What you have to do »
Would you output all the data exactly as it stands?
........
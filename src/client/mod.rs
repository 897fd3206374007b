//! REST client for the school backend

pub mod http;

pub use http::*;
........
Response below »
filename src/client/mod.rs
repository 897fd3206374007b
//! REST client for the school backend

pub mod http;

pub use http::*;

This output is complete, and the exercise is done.